Directions:
The reply should be one number: how many lines of the data below contain "taxonomy".

★ ★ ★ ★

use anyhow::Result;
use clap::{Parser, Subcommand};
use std::path::PathBuf;

use resume_analyzer::types::{AnalysisRecord, MatchRecord};
use resume_analyzer::{analyze_resume, match_technologies, taxonomy, utils};
use tracing::info;

use tracing_subscriber::layer::SubscriberExt;
use tracing_subscriber::util::SubscriberInitExt;
use tracing_subscriber::{fmt, EnvFilter};

#[derive(Parser)]
#[command(name = "cvscope")]
#[command(about = "Analyze résumé text and match it against job descriptions")]
struct Cli {
    #[command(subcommand)]
    command: Command,
}

#[derive(Subcommand)]
enum Command {
    /// Score a résumé text file, optionally against a job description
    Analyze {
        resume: PathBuf,
        /// Job description text file for keyword suggestions
        #[arg(long)]
        job_description: Option<PathBuf>,
        /// Write the JSON record here instead of stdout
        #[arg(long)]
        output: Option<PathBuf>,
    },
    /// Match résumé technologies against a job description's requirements
    Match {
        resume: PathBuf,
        job_description: PathBuf,
        /// Write the JSON record here instead of stdout
        #[arg(long)]
        output: Option<PathBuf>,
    },
    /// Bucket a comma-separated skill list by taxonomy category
    Categorize { skills: String },
}

#[tokio::main]
async fn main() -> Result<()> {
    tracing_subscriber::registry()
        .with(fmt::layer().with_writer(std::io::stderr))
        .with(EnvFilter::try_from_default_env().unwrap_or_else(|_| EnvFilter::new("info")))
        .init();

    let cli = Cli::parse();

    match cli.command {
        Command::Analyze {
            resume,
            job_description,
            output,
        } => {
            let resume_text = utils::read_document(&resume).await?;
            let job_text = match &job_description {
                Some(path) => Some(utils::read_document(path).await?),
                None => None,
            };
            info!(
                resume = %resume.display(),
                with_job_description = job_text.is_some(),
                "analyzing resume"
            );

            let result = analyze_resume(&resume_text, job_text.as_deref());
            let record = AnalysisRecord::new(result);
            info!(id = %record.id, score = record.analysis.final_score, "analysis stored");
            emit(&serde_json::to_string_pretty(&record)?, output).await?;
        }

        Command::Match {
            resume,
            job_description,
            output,
        } => {
            let resume_text = utils::read_document(&resume).await?;
            let job_text = utils::read_document(&job_description).await?;
            info!(
                resume = %resume.display(),
                job_description = %job_description.display(),
                "matching technologies"
            );

            let result = match_technologies(&resume_text, &job_text);
            let record = MatchRecord::new(job_text, result);
            info!(id = %record.id, score = record.result.score, "match stored");
            emit(&serde_json::to_string_pretty(&record)?, output).await?;
        }

        Command::Categorize { skills } => {
            let categorized = taxonomy::categorize_skills(&skills);
            emit(&serde_json::to_string_pretty(&categorized)?, None).await?;
        }
    }

    Ok(())
}

async fn emit(json: &str, output: Option<PathBuf>) -> Result<()> {
    match output {
        Some(path) => {
            utils::write_output(&path, json).await?;
            info!(output = %path.display(), "result written");
        }
        None => println!("{json}"),
    }
    Ok(())
}
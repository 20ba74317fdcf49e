// src/types/mod.rs
pub mod analysis;
pub mod profile;

pub use analysis::{
    AnalysisRecord, AnalysisResult, CategoryMatch, MatchRecord, SectionScores, TechMatchResult,
};
pub use profile::{
    CertificationEntry, EducationEntry, ExperienceEntry, ExtractedProfile, PersonalInfo,
    ProjectEntry, Skills,
};
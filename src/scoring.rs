// src/scoring.rs
//! Rubric scoring: per-section 0-10 completeness scores and the 0-100
//! aggregate with word-count, missing-field and grammar penalties.
//!
//! The aggregate applies its penalties in a fixed order: word-count
//! deduction, then two points per missing field, clamp at zero, then the
//! grammar deduction, then the final clamp to 0-100. Reordering changes the
//! result whenever an intermediate value would have gone negative.

use once_cell::sync::Lazy;
use regex::Regex;

use crate::types::{ExtractedProfile, SectionScores, Skills};

/// Words a résumé is expected to reach before word-count deductions stop.
const TARGET_WORD_COUNT: usize = 450;
/// One point of word-count score is lost per this many words under target.
const WORDS_PER_POINT: f64 = 22.5;

// Repeated whitespace after a small set of common words.
static DOUBLED_SPACE_RE: Lazy<Regex> =
    Lazy::new(|| Regex::new(r"\b(?:is|are|the)\s\s+").expect("valid regex"));
// Sentence boundary without terminal punctuation before a capital letter.
static MISSING_TERMINAL_RE: Lazy<Regex> =
    Lazy::new(|| Regex::new(r"[^.!?]\s[A-Z]").expect("valid regex"));

pub fn score_sections(profile: &ExtractedProfile) -> SectionScores {
    SectionScores {
        personal_info: personal_info_score(profile),
        summary: summary_score(&profile.summary),
        skills: skills_score(&profile.skills),
        experience: experience_score(profile),
        education: education_score(profile),
        projects: projects_score(profile),
        certifications: certifications_score(profile),
    }
}

/// 10 × presentFields / 5, i.e. two points per present identity field.
pub fn personal_info_score(profile: &ExtractedProfile) -> u8 {
    (profile.personal_info.present_field_count() * 2) as u8
}

pub fn summary_score(summary: &str) -> u8 {
    if summary.trim().is_empty() {
        return 0;
    }
    match summary.chars().count() {
        0..=49 => 5,
        50..=99 => 7,
        _ => 10,
    }
}

/// Five points for each non-empty skill list; additive, not normalized.
pub fn skills_score(skills: &Skills) -> u8 {
    let technical = if skills.technical.is_empty() { 0 } else { 5 };
    let soft = if skills.soft.is_empty() { 0 } else { 5 };
    technical + soft
}

fn present(value: &str) -> bool {
    !value.trim().is_empty()
}

fn average_entry_score(total: u32, entries: usize) -> u8 {
    let avg = (f64::from(total) / entries as f64).round() as u32;
    avg.min(10) as u8
}

pub fn experience_score(profile: &ExtractedProfile) -> u8 {
    if profile.experience.is_empty() {
        return 0;
    }
    let total: u32 = profile
        .experience
        .iter()
        .map(|exp| {
            let mut entry = 0;
            if present(&exp.title) {
                entry += 2;
            }
            if present(&exp.company) {
                entry += 2;
            }
            if present(&exp.duration) {
                entry += 2;
            }
            if !exp.responsibilities.is_empty() {
                entry += 4;
            }
            entry
        })
        .sum();
    average_entry_score(total, profile.experience.len())
}

pub fn education_score(profile: &ExtractedProfile) -> u8 {
    if profile.education.is_empty() {
        return 0;
    }
    let total: u32 = profile
        .education
        .iter()
        .map(|edu| {
            let mut entry = 0;
            if present(&edu.degree) {
                entry += 3;
            }
            if present(&edu.university) {
                entry += 3;
            }
            if present(&edu.year) {
                entry += 4;
            }
            entry
        })
        .sum();
    average_entry_score(total, profile.education.len())
}

pub fn projects_score(profile: &ExtractedProfile) -> u8 {
    if profile.projects.is_empty() {
        return 0;
    }
    let total: u32 = profile
        .projects
        .iter()
        .map(|project| {
            let mut entry = 0;
            if present(&project.name) {
                entry += 3;
            }
            if present(&project.description) {
                entry += 4;
            }
            if !project.technologies.is_empty() {
                entry += 3;
            }
            entry
        })
        .sum();
    average_entry_score(total, profile.projects.len())
}

pub fn certifications_score(profile: &ExtractedProfile) -> u8 {
    if profile.certifications.is_empty() {
        return 0;
    }
    let total: u32 = profile
        .certifications
        .iter()
        .map(|cert| {
            let mut entry = 0;
            if present(&cert.name) {
                entry += 4;
            }
            if present(&cert.issuer) {
                entry += 3;
            }
            if present(&cert.year) {
                entry += 3;
            }
            entry
        })
        .sum();
    average_entry_score(total, profile.certifications.len())
}

pub fn word_count(text: &str) -> usize {
    text.split_whitespace().count()
}

/// 20 down to 0, one point lost per 22.5 words under the 450-word target.
pub fn word_count_score(word_count: usize) -> u8 {
    if word_count >= TARGET_WORD_COUNT {
        return 20;
    }
    let points_lost = ((TARGET_WORD_COUNT - word_count) as f64 / WORDS_PER_POINT).floor() as i64;
    (20 - points_lost).max(0) as u8
}

/// Crude proxy for grammar quality: doubled whitespace after common words
/// plus sentence boundaries lacking terminal punctuation.
pub fn grammar_error_count(text: &str) -> usize {
    DOUBLED_SPACE_RE.find_iter(text).count() + MISSING_TERMINAL_RE.find_iter(text).count()
}

pub fn grammar_score(grammar_errors: usize) -> u8 {
    (10 - (grammar_errors / 2) as i64).max(0) as u8
}

/// Flat tally of empty leaf fields across the whole profile. Each entry in a
/// multi-entry section contributes its own leaves, so a résumé with many
/// sparse entries is penalized proportionally more.
pub fn missing_field_count(profile: &ExtractedProfile) -> usize {
    let mut missing = 0;

    for field in profile.personal_info.fields() {
        if field.trim().is_empty() {
            missing += 1;
        }
    }
    if profile.summary.trim().is_empty() {
        missing += 1;
    }
    if profile.skills.technical.is_empty() {
        missing += 1;
    }
    if profile.skills.soft.is_empty() {
        missing += 1;
    }

    if profile.experience.is_empty() {
        missing += 1;
    } else {
        for exp in &profile.experience {
            missing += usize::from(!present(&exp.title));
            missing += usize::from(!present(&exp.company));
            missing += usize::from(!present(&exp.duration));
            missing += usize::from(exp.responsibilities.is_empty());
        }
    }

    if profile.education.is_empty() {
        missing += 1;
    } else {
        for edu in &profile.education {
            missing += usize::from(!present(&edu.degree));
            missing += usize::from(!present(&edu.university));
            missing += usize::from(!present(&edu.year));
        }
    }

    if profile.projects.is_empty() {
        missing += 1;
    } else {
        for project in &profile.projects {
            missing += usize::from(!present(&project.name));
            missing += usize::from(!present(&project.description));
            missing += usize::from(project.technologies.is_empty());
        }
    }

    if profile.certifications.is_empty() {
        missing += 1;
    } else {
        for cert in &profile.certifications {
            missing += usize::from(!present(&cert.name));
            missing += usize::from(!present(&cert.issuer));
            missing += usize::from(!present(&cert.year));
        }
    }

    missing
}

/// Aggregate score. Penalty order matters; see the module docs.
pub fn final_score(word_count_score: u8, missing_fields: usize, grammar_score: u8) -> u8 {
    let mut score: i64 = 100;
    score -= 20 - i64::from(word_count_score);
    score -= 2 * missing_fields as i64;
    score = score.max(0);
    score -= 10 - i64::from(grammar_score);
    score.clamp(0, 100) as u8
}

★ ★ ★ ★

Your solution:
3